[Dataset entries]
-- Opening Marker --

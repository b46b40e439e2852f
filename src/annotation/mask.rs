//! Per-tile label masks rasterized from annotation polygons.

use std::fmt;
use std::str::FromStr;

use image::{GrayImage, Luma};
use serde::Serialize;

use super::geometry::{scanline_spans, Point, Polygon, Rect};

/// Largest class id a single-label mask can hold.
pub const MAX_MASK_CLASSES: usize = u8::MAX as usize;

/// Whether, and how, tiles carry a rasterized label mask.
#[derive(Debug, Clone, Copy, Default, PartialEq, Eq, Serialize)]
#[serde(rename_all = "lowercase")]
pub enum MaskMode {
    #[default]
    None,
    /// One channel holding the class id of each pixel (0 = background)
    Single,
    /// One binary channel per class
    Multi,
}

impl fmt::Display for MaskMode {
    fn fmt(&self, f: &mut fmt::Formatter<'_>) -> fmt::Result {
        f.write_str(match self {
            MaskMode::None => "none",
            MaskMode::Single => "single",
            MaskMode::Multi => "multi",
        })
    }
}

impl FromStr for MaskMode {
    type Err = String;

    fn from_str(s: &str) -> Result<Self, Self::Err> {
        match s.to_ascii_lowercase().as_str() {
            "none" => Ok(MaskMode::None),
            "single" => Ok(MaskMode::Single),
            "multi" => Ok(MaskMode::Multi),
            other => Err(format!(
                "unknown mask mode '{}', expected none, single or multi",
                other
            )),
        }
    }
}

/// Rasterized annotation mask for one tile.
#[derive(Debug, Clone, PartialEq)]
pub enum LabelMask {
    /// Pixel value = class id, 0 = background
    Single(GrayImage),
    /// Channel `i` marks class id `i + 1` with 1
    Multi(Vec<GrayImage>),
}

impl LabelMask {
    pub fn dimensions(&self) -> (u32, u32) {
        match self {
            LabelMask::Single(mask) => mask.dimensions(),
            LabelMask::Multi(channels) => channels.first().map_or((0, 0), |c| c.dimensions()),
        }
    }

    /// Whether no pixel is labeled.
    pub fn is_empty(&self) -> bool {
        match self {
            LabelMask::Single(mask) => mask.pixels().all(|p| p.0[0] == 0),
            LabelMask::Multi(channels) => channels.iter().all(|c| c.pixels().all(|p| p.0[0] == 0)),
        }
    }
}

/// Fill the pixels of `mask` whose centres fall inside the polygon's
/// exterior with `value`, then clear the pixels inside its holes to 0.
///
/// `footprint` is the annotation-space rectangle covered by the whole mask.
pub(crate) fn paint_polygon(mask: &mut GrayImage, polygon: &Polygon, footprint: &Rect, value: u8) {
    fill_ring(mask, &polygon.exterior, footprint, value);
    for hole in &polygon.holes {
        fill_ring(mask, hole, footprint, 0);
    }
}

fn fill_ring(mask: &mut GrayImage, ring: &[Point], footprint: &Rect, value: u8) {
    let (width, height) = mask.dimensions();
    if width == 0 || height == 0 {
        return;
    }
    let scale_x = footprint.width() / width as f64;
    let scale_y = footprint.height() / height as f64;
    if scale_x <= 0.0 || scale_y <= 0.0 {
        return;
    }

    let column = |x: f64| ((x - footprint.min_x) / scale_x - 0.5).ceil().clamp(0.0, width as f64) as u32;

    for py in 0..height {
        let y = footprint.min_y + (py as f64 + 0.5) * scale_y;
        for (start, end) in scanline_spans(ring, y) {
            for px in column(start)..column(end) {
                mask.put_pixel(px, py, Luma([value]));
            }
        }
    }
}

-- Closing Marker --

▶ [What you are asked to do]: When a line of the records has the word "channels", pick it out and copy it.

▶ [Response to this task]:
            LabelMask::Multi(channels) => channels.first().map_or((0, 0), |c| c.dimensions()),
            LabelMask::Multi(channels) => channels.iter().all(|c| c.pixels().all(|p| p.0[0] == 0)),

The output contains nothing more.